Greener play areas boost children’s immune systems, research finds

Greener play areas boost children’s immune systems, research finds

Children whose outdoor play areas were transformed from gravel yards to mini-forests showed improved immune systems within a month, research has shown.

The scientists believe this is because the children had developed significantly more diverse microbes on their skin and in their guts than the children whose playgrounds were not upgraded.

Across the western world, rates of autoimmune diseases, where the body mistakenly attacks itself, are rising. The diseases include asthma, eczema, type 1 diabetes, inflammatory bowel disease and multiple sclerosis. A leading possible explanation for this trend, called the hygiene hypothesis, is that children are being exposed to far fewer microbes than in the past. This means their immune systems are less challenged and more prone to making mistakes.

Previous studies have shown statistical associations between exposure to microbial diversity and the development of a well-functioning immune system. But this is the first study to deliberately change the children’s environment and therefore indicate a causal link.

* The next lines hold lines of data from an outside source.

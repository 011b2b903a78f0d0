//! Hearts play and pass rules as pure functions over a hand.
//!
//! The table's [`GameState`](super::state::GameState) and the bots both
//! go through these so a client never disagrees with the server about
//! what's legal.

use std::collections::HashSet;

use super::{
    constants::WARHEAD_COUNT,
    entities::{Card, DeckVariant, Hand, Suit},
    errors::{PlayError, WarheadError},
};

/// What a seat needs to know about the trick in progress to pick a card.
#[derive(Clone, Copy, Debug, Default, Eq, PartialEq)]
pub struct TrickContext {
    /// Card that set the led suit. `None` when the seat is leading.
    pub base_play: Option<Card>,
    pub hearts_broken: bool,
    /// First trick of the round, which must open with the two of clubs.
    pub first_trick: bool,
}

/// Check a single play against the hand and trick context.
///
/// # Errors
///
/// Returns the first rule the play breaks.
pub fn check_play(hand: &Hand, card: Card, ctx: &TrickContext) -> Result<(), PlayError> {
    if !hand.contains(card) {
        return Err(PlayError::NotInHand(card));
    }
    match ctx.base_play {
        Some(base) => {
            let led = base.suit();
            if card.suit() != led && hand.has_suit(led) {
                return Err(PlayError::MustFollowSuit(led));
            }
        }
        None => {
            if ctx.first_trick && hand.contains(Card::TWO_OF_CLUBS) && card != Card::TWO_OF_CLUBS
            {
                return Err(PlayError::MustLeadTwoOfClubs);
            }
            // Leading hearts is allowed once they're broken or when the
            // hand has nothing else.
            if card.suit() == Suit::Heart && !ctx.hearts_broken && !hand.only_suit(Suit::Heart) {
                return Err(PlayError::HeartsNotBroken);
            }
        }
    }
    Ok(())
}

/// Every card in the hand that [`check_play`] accepts.
pub fn legal_plays(hand: &Hand, ctx: &TrickContext) -> Vec<Card> {
    hand.iter()
        .copied()
        .filter(|card| check_play(hand, *card, ctx).is_ok())
        .collect()
}

/// Whether playing `card` takes the lead from `leading`. Only a higher card
/// of the leading card's suit overtakes it.
pub fn overtakes(card: Card, leading: Card) -> bool {
    card.suit() == leading.suit() && card.rank() > leading.rank()
}

/// Decode and validate warhead card numbers against the hand. The hand is
/// never modified.
///
/// # Errors
///
/// Returns an error unless there are exactly three distinct, valid cards
/// that are all held.
pub fn check_warheads(hand: &Hand, numbers: &[i64]) -> Result<[Card; WARHEAD_COUNT], WarheadError> {
    if numbers.len() != WARHEAD_COUNT {
        return Err(WarheadError::WrongCount {
            expected: WARHEAD_COUNT,
            actual: numbers.len(),
        });
    }
    let mut cards = [Card::TWO_OF_CLUBS; WARHEAD_COUNT];
    let mut seen = HashSet::with_capacity(WARHEAD_COUNT);
    for (slot, number) in cards.iter_mut().zip(numbers) {
        let card = Card::from_number(*number, DeckVariant::Standard)?;
        if !seen.insert(card) {
            return Err(WarheadError::Duplicate(card));
        }
        if !hand.contains(card) {
            return Err(WarheadError::NotInHand(card));
        }
        *slot = card;
    }
    Ok(cards)
}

The researchers said their experiment shows it may be possible to improve the development of the immune system with relatively simple changes to the living environments of urban children.

The study involved 75 children in two cities in Finland, a relatively small number for a trial. “But when we saw the results, we were very surprised because they were so strong,” said Aki Sinkkonen, at Natural Resources Institute Finland, who led the work. “Our study can pave the way for new preventive practices to cut the global epidemic of immune-mediated diseases.”

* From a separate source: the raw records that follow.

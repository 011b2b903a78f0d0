//! Server configuration management.
//!
//! Consolidates all environment variable reads and provides validated configuration.

use hearts::{
    GameSettings,
    constants::DEFAULT_POINTS_LIMIT,
    server::{DEFAULT_LOBBY_POLL, HeartsConfig},
};
use std::{
    net::{Ipv4Addr, SocketAddr, SocketAddrV4},
    str::FromStr,
    time::Duration,
};

/// Default server bind address
pub const DEFAULT_BIND: SocketAddr = SocketAddr::V4(SocketAddrV4::new(Ipv4Addr::LOCALHOST, 6969));

/// Complete server configuration loaded from environment variables
#[derive(Debug, Clone, PartialEq)]
pub struct ServerConfig {
    /// Server bind address
    pub bind: SocketAddr,
    /// Points at which the game ends
    pub points_limit: u32,
    /// Whether every fourth round skips passing
    pub hold_rounds: bool,
    /// Idle time before a seat is pinged; `None` waits indefinitely
    pub turn_timeout: Option<Duration>,
    /// Interval between lobby polls
    pub lobby_poll: Duration,
}

impl ServerConfig {
    /// Load configuration from environment variables
    ///
    /// # Arguments
    ///
    /// * `bind_override` - Optional bind address override (from CLI args)
    /// * `points_limit_override` - Optional points limit override (from CLI args)
    ///
    /// # Errors
    ///
    /// Returns error if a variable is set but can't be parsed, or the
    /// resulting configuration is invalid
    pub fn from_env(
        bind_override: Option<SocketAddr>,
        points_limit_override: Option<u32>,
    ) -> Result<Self, ConfigError> {
        Self::from_lookup(
            |key| std::env::var(key).ok(),
            bind_override,
            points_limit_override,
        )
    }

    /// Load configuration through an arbitrary variable lookup.
    pub fn from_lookup(
        lookup: impl Fn(&str) -> Option<String>,
        bind_override: Option<SocketAddr>,
        points_limit_override: Option<u32>,
    ) -> Result<Self, ConfigError> {
        let bind = match bind_override {
            Some(bind) => bind,
            None => parse_var_or(&lookup, "SERVER_BIND", DEFAULT_BIND)?,
        };

        let points_limit = match points_limit_override {
            Some(limit) => limit,
            None => parse_var_or(&lookup, "POINTS_LIMIT", DEFAULT_POINTS_LIMIT)?,
        };

        let turn_timeout = match parse_var_or(&lookup, "TURN_TIMEOUT_SECS", 0u64)? {
            0 => None,
            secs => Some(Duration::from_secs(secs)),
        };

        let default_poll_ms = DEFAULT_LOBBY_POLL.as_millis() as u64;
        let lobby_poll = Duration::from_millis(parse_var_or(&lookup, "LOBBY_POLL_MS", default_poll_ms)?);

        let config = ServerConfig {
            bind,
            points_limit,
            hold_rounds: parse_var_or(&lookup, "HOLD_ROUNDS", false)?,
            turn_timeout,
            lobby_poll,
        };
        config.validate()?;
        Ok(config)
    }

    /// Validate configuration after loading
    ///
    /// # Errors
    ///
    /// Returns the first setting that's out of range
    pub fn validate(&self) -> Result<(), ConfigError> {
        if self.points_limit == 0 {
            return Err(ConfigError::Invalid {
                var: "POINTS_LIMIT".to_string(),
                reason: "Must be greater than 0".to_string(),
            });
        }

        if self.lobby_poll.is_zero() {
            return Err(ConfigError::Invalid {
                var: "LOBBY_POLL_MS".to_string(),
                reason: "Must be greater than 0".to_string(),
            });
        }

        Ok(())
    }

    pub fn hearts_config(&self) -> HeartsConfig {
        HeartsConfig {
            game: GameSettings::new(self.points_limit, self.hold_rounds, self.turn_timeout),
            lobby_poll: self.lobby_poll,
        }
    }
}

/// Configuration error types
#[derive(Debug, thiserror::Error)]
pub enum ConfigError {
    #[error("Invalid configuration for {var}: {reason}")]
    Invalid { var: String, reason: String },
}

/// Parse a variable if it's set, falling back to `default` when it isn't.
fn parse_var_or<T>(
    lookup: &impl Fn(&str) -> Option<String>,
    key: &str,
    default: T,
) -> Result<T, ConfigError>
where
    T: FromStr,
    T::Err: std::fmt::Display,
{
    match lookup(key) {
        Some(value) => value.trim().parse().map_err(|e: T::Err| ConfigError::Invalid {
            var: key.to_string(),
            reason: format!("{value:?}: {e}"),
        }),
        None => Ok(default),
    }
}

#[cfg(test)]
mod tests {
    use super::*;
    use std::collections::HashMap;

    fn load(vars: &[(&str, &str)]) -> Result<ServerConfig, ConfigError> {
        let vars: HashMap<String, String> = vars
            .iter()
            .map(|(k, v)| (k.to_string(), v.to_string()))
            .collect();
        ServerConfig::from_lookup(|key| vars.get(key).cloned(), None, None)
    }

    #[test]
    fn test_defaults() {
        let config = load(&[]).unwrap();
        assert_eq!(config.bind, DEFAULT_BIND);
        assert_eq!(config.points_limit, 100);
        assert!(!config.hold_rounds);
        assert_eq!(config.turn_timeout, None);
        assert_eq!(config.lobby_poll, DEFAULT_LOBBY_POLL);
    }

    #[test]
    fn test_env_values() {
        let config = load(&[
            ("SERVER_BIND", "0.0.0.0:7000"),
            ("POINTS_LIMIT", "50"),
            ("HOLD_ROUNDS", "true"),
            ("TURN_TIMEOUT_SECS", "30"),
            ("LOBBY_POLL_MS", "100"),
        ])
        .unwrap();
        assert_eq!(config.bind.port(), 7000);
        assert_eq!(config.points_limit, 50);
        assert!(config.hold_rounds);
        assert_eq!(config.turn_timeout, Some(Duration::from_secs(30)));

        let hearts = config.hearts_config();
        assert_eq!(hearts.game.points_limit, 50);
        assert_eq!(hearts.lobby_poll, Duration::from_millis(100));
    }

    #[test]
    fn test_overrides_win() {
        let bind: SocketAddr = "127.0.0.1:9000".parse().unwrap();
        let config = ServerConfig::from_lookup(
            |key| (key == "POINTS_LIMIT").then(|| "5".to_string()),
            Some(bind),
            Some(20),
        )
        .unwrap();
        assert_eq!(config.bind, bind);
        assert_eq!(config.points_limit, 20);
    }

    #[test]
    fn test_unparsable_value() {
        let err = load(&[("POINTS_LIMIT", "lots")]).unwrap_err();
        assert!(err.to_string().contains("POINTS_LIMIT"));
    }

    #[test]
    fn test_config_validation_zero_limit() {
        let err = load(&[("POINTS_LIMIT", "0")]).unwrap_err();
        assert!(err.to_string().contains("Must be greater than 0"));
        assert!(load(&[("LOBBY_POLL_MS", "0")]).is_err());
    }
}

Sinkkonen said there are similar experimental studies currently taking place elsewhere but their results have not yet been published. His team has now started research to see if giving babies a boost in microbe diversity then goes on to reduce levels of autoimmune disease.

“It is wonderful forward-looking work.” said Prof Graham Rook, at University College London. “Many of the disorders that are increasing in western urbanised populations are due to failure of the mechanisms that supervise the immune system. This study shows that exposing children to a biodiverse natural environment boosts several biomarkers of the essential control mechanisms. These Finnish research groups have been leading the way in applying this understanding in a practical way.”

The research is published in the journal Science Advances and was conducted by a large team including experts in medicine, ecology and urban planning. The children were between three and five years old and spread between 10 similar daycare centres.

In four centres, turf from natural forest floors, complete with dwarf shrubs, blueberries, crowberry, and mosses, were installed in previously bare play areas. The children spent an average of 90 minutes a day outside and were encouraged to play with the plants and soil. “It was easy because [the green area] was the most exciting place in the yard,” said Sinkkonen. The cost for each green yard was around EUR5,000, less than the annual maintenance budgets for the yards.

Tests after 28 days showed the diversity of microbes on the children’s skin was a third higher than for those still playing in gravel yards and was significantly increased in the gut. Blood samples showed beneficial changes to a range of proteins and cells related to the immune system, including anti-inflammatory cytokine and regulatory T cells.

The researchers gave all the children the same meals each day and excluded the small number who had been given probiotic supplements by their parents. The scientists could not control the home environment but said the fact that a significant effect was seen despite variable home conditions shows the effect of the forest intervention was strong.

The researchers are also investigating whether sand pits can be inoculated with diverse microbes to boost the immune system of children in places where forest soil and plants are not available.

Prof Glenn Gibson, at the University of Reading, in the UK, and a board member of the International Scientific Association for Probiotics and Prebiotics, said: “This is an interesting study and potentially important but I do not agree that diversity is the key marker for gut health. High functionality can occur with low diversity. For instance, look at a virus that sweeps the world. Having said that, the researchers have assessed certain health biomarkers and not relied solely upon diversity as an indicator, so it is good study.”

A report in 2019 by the UK’s Royal Society for Public Health concluded that grubbing around outside is important for building a robust immune system, but that cleanliness is still vital when people are preparing and eating food.